The following subsections are organized to present the results of each experimental step of this work sequentially.

4.1. Water Quality and GIS Results

The steps of data collection in the field, laboratory analysis, and finally, GIS techniques were fundamental to produce results that were used to generate regression models to predict both chlorophyll-a and TSS in the two areas of study. Since the data used in the ML algorithms passed through a process of interpolation, it is essential to assert that the interpolation did not change the general characteristics of field/laboratory data. Table 1 provides descriptive statistics that can be used to compare both field and IDW data. Modes were obtained by separating the distributions into 20 bins.

Table 1

Descriptive statistics of the field data and post IDW interpolation.

		Field Data		IDW
		Broa	Unisinos	Broa	Unisinos
	Sample Size	90	42	3933	35,028
Chlorophyll-a (μg/L)	Mean	7.35	94.30	7.18	96.88
	Median	7.20	67.52	6.71	91.65
	Mode	6–10	50–150	5.5–10	44–137
	Standard Deviation	2.66	59.04	2.46	62.12
Total Suspended Solids (mg/L)	Mean	3.05	14.93	2.92	15.56
	Median	2.92	14.92	2.91	15.34
	Mode	3	15	3	16
	Standard Deviation	1.26	3.29	1.12	3.19
pH	Mean	5.70	8.67	5.69	8.89
	Median	5.84	8.85	5.81	9.15
	Standard Deviation	0.55	0.82	0.53	0.68

Observing Table 1, is possible to see that, although the sample size increased by two and three orders of magnitude (respectively for Broa and Unisinos), the descriptive statistics such as the mean, standard deviations, and median of chlorophyll-a and TSS stayed roughly the same. The most affected value was for chlorophyll-a concentration for Unisinos, more specifically its median. To better understand this behavior, we need to look at Figure 4a: this distribution appeared to be bimodal. Therefore, since the median and mean values were not representative considering the distribution, this was not a concern. On the other hand, the two modes (better descriptive statistics for bimodal distributions) presented in the table for chlorophyll-a did not appear to have relevant changes.

Figure 4

Dependent variables’ distribution from both study areas considering the data post-IDW interpolation.
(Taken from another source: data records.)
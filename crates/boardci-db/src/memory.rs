//! In-memory job store, used by tests and local runs.

use async_trait::async_trait;
use boardci_core::store::{JobRecord, JobStore, LogRecord};
use boardci_core::{JobDescriptor, JobIdentity, JobStatus, Result};
use chrono::Utc;
use std::collections::HashMap;
use std::time::Duration;
use tokio::sync::RwLock;

#[derive(Default)]
struct Inner {
    descriptors: HashMap<JobIdentity, JobDescriptor>,
    records: HashMap<JobIdentity, JobRecord>,
    logs: HashMap<JobIdentity, Vec<LogRecord>>,
}

/// Keeps everything in process memory; nothing survives a restart.
#[derive(Default)]
pub struct MemoryStore {
    inner: RwLock<Inner>,
}

impl MemoryStore {
    pub fn new() -> Self {
        Self::default()
    }
}

#[async_trait]
impl JobStore for MemoryStore {
    async fn register(&self, descriptor: &JobDescriptor) -> Result<()> {
        let mut inner = self.inner.write().await;
        inner
            .descriptors
            .insert(descriptor.identity(), descriptor.clone());
        Ok(())
    }

    async fn record(
        &self,
        identity: &JobIdentity,
        status: JobStatus,
        run_time: Option<Duration>,
    ) -> Result<()> {
        let now = Utc::now();
        let mut inner = self.inner.write().await;
        let record = inner
            .records
            .entry(identity.clone())
            .or_insert_with(|| JobRecord {
                identity: identity.clone(),
                status,
                started_at: None,
                run_time: None,
                updated_at: now,
            });

        record.status = status;
        record.run_time = run_time;
        record.updated_at = now;
        if status == JobStatus::Running {
            record.started_at = Some(now);
        }
        Ok(())
    }

    async fn append_log(
        &self,
        identity: &JobIdentity,
        stage_name: &str,
        transcript: &str,
    ) -> Result<()> {
        let mut inner = self.inner.write().await;
        inner
            .logs
            .entry(identity.clone())
            .or_default()
            .push(LogRecord {
                stage_name: stage_name.to_string(),
                transcript: transcript.to_string(),
                created_at: Utc::now(),
            });
        Ok(())
    }

    async fn clear_logs(&self, identity: &JobIdentity) -> Result<()> {
        self.inner.write().await.logs.remove(identity);
        Ok(())
    }

    async fn logs(&self, identity: &JobIdentity) -> Result<Vec<LogRecord>> {
        Ok(self
            .inner
            .read()
            .await
            .logs
            .get(identity)
            .cloned()
            .unwrap_or_default())
    }

    async fn get_descriptor(&self, identity: &JobIdentity) -> Result<Option<JobDescriptor>> {
        Ok(self.inner.read().await.descriptors.get(identity).cloned())
    }

    async fn find_identity(
        &self,
        unique_id: u64,
        commit_ref: &str,
    ) -> Result<Option<JobIdentity>> {
        let inner = self.inner.read().await;
        Ok(inner
            .descriptors
            .keys()
            .chain(inner.records.keys())
            .find(|id| id.unique_id == unique_id && id.commit_ref == commit_ref)
            .cloned())
    }

    async fn get_record(&self, identity: &JobIdentity) -> Result<Option<JobRecord>> {
        Ok(self.inner.read().await.records.get(identity).cloned())
    }

    async fn list_jobs(&self, limit: usize) -> Result<Vec<JobRecord>> {
        let inner = self.inner.read().await;
        let mut records: Vec<JobRecord> = inner.records.values().cloned().collect();
        records.sort_by(|a, b| b.updated_at.cmp(&a.updated_at));
        records.truncate(limit);
        Ok(records)
    }
}

#[cfg(test)]
mod tests {
    use super::*;

    fn descriptor(unique_id: u64, sha: &str) -> JobDescriptor {
        JobDescriptor {
            unique_id,
            change_number: 42,
            project_name: "optee_os".to_string(),
            project_full_name: "OP-TEE/optee_os".to_string(),
            commit_ref: sha.to_string(),
            clone_url: "https://github.com/someone/optee_os.git".to_string(),
            branch: "fix-boot".to_string(),
        }
    }

    #[tokio::test]
    async fn test_register_and_resolve() {
        let store = MemoryStore::new();
        let d = descriptor(7, "aaa1111");
        store.register(&d).await.unwrap();

        let identity = store.find_identity(7, "aaa1111").await.unwrap().unwrap();
        assert_eq!(identity, d.identity());
        assert_eq!(store.get_descriptor(&identity).await.unwrap(), Some(d));
        assert!(store.find_identity(7, "bbb").await.unwrap().is_none());
    }

    #[tokio::test]
    async fn test_record_stamps_start_time() {
        let store = MemoryStore::new();
        let identity = descriptor(7, "aaa").identity();

        store.record(&identity, JobStatus::Pending, None).await.unwrap();
        let pending = store.get_record(&identity).await.unwrap().unwrap();
        assert!(pending.started_at.is_none());

        store.record(&identity, JobStatus::Running, None).await.unwrap();
        store
            .record(&identity, JobStatus::Success, Some(Duration::from_secs(90)))
            .await
            .unwrap();

        let done = store.get_record(&identity).await.unwrap().unwrap();
        assert_eq!(done.status, JobStatus::Success);
        assert!(done.started_at.is_some());
        assert_eq!(done.run_time, Some(Duration::from_secs(90)));
    }

    #[tokio::test]
    async fn test_logs_round_trip_and_clear() {
        let store = MemoryStore::new();
        let identity = descriptor(7, "aaa").identity();

        store
            .append_log(&identity, "hikey/build", "make -j8\r\nDONE\r\n")
            .await
            .unwrap();
        store.append_log(&identity, "hikey/flash", "OKAY\r\n").await.unwrap();

        let logs = store.logs(&identity).await.unwrap();
        assert_eq!(logs.len(), 2);
        assert_eq!(logs[0].stage_name, "hikey/build");
        assert_eq!(logs[0].transcript, "make -j8\r\nDONE\r\n");

        store.clear_logs(&identity).await.unwrap();
        assert!(store.logs(&identity).await.unwrap().is_empty());
    }

    #[tokio::test]
    async fn test_list_jobs_newest_first() {
        let store = MemoryStore::new();
        for (id, sha) in [(1, "aaa"), (2, "bbb"), (3, "ccc")] {
            store
                .record(&descriptor(id, sha).identity(), JobStatus::Pending, None)
                .await
                .unwrap();
        }
        tokio::time::sleep(Duration::from_millis(5)).await;
        store
            .record(&descriptor(1, "aaa").identity(), JobStatus::Running, None)
            .await
            .unwrap();

        let jobs = store.list_jobs(2).await.unwrap();
        assert_eq!(jobs.len(), 2);
        assert_eq!(jobs[0].identity.unique_id, 1);
    }
}
//! HTTP server for boardci.
//!
//! Receives GitHub pull request webhooks, exposes job control and logs, and
//! reports job status back to GitHub.

pub mod error;
pub mod routes;
pub mod services;
pub mod state;

pub use state::AppState;
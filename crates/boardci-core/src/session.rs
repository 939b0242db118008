//! Interactive command sessions.
//!
//! A command session is one live shell connected to the device under test. It is
//! driven with two primitives: `send` a line, then `wait` for one of a list of
//! patterns to show up in the output.

use async_trait::async_trait;
use regex::Regex;
use std::time::Duration;

use crate::Result;

/// Outcome of waiting for a list of patterns.
#[derive(Debug, Clone, Copy, PartialEq, Eq)]
pub enum WaitOutcome {
    /// The pattern at this index matched first.
    Matched(usize),
    /// Nothing matched within the timeout.
    Timeout,
    /// The shell exited before anything matched.
    Eof,
}

/// One live interactive shell. Not meant to be shared between executors.
#[async_trait]
pub trait CommandSession: Send {
    /// Write `line` followed by a newline.
    async fn send(&mut self, line: &str) -> Result<()>;

    /// Scan unread output for the first pattern (in list order) that matches.
    /// Output up to the end of the match is consumed.
    async fn wait(&mut self, patterns: &[Regex], timeout: Duration) -> Result<WaitOutcome>;

    /// Drain everything the shell has printed since the last call.
    fn take_transcript(&mut self) -> String;

    /// Tear the shell down. Calling it twice is harmless.
    async fn close(&mut self);
}

/// Creates ready-to-use command sessions.
#[async_trait]
pub trait SessionFactory: Send + Sync {
    /// Open a session whose prompt has been observed. Fails with
    /// [`Error::SessionNotReady`](crate::Error::SessionNotReady) otherwise.
    async fn open(&self) -> Result<Box<dyn CommandSession>>;
}
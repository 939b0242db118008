//! API routes.

pub mod health;
pub mod jobs;
pub mod webhooks;

use crate::AppState;
use axum::Router;

/// Build the main API router.
pub fn router(state: AppState) -> Router {
    Router::new()
        .nest("/api/v1", api_router())
        .nest("/webhooks", webhooks::router())
        .merge(health::router())
        .with_state(state)
}

fn api_router() -> Router<AppState> {
    Router::new().nest("/jobs", jobs::router())
}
The differences between the two areas of study were evident when comparing the concentrations of chlorophyll-a and TSS in these environments, where Unisinos Lake presented much higher concentrations. In addition to the values, it was also necessary to analyze the distribution of the studied variables in the two places, presented in Figure 4. The Unisinos Lake collections were made in two consecutive years (2016 and 2017), and although they were at the same time of the year (March), the climatic conditions of the period were different. This bimodal distribution of chlorophyll-a indicated that this parameter was more present in one year than in the next. Furthermore, Unisinos data had more variance, whereas Broa’s were more concentrated around the mean value. Regarding TSS, Unisinos’ distribution was also widespread, but there was no sign of bimodal behavior; see Figure 4b). After the interpolation, the data were sampled from the raster file in a regular grid to create a tabular version of the data. The grid and interpolation were done to allow a representative sampling of the whole water body while also creating a dataset with fewer rows, which was easier to handle in the ML phase. This tabular dataset was then forwarded for the next step in the methodology.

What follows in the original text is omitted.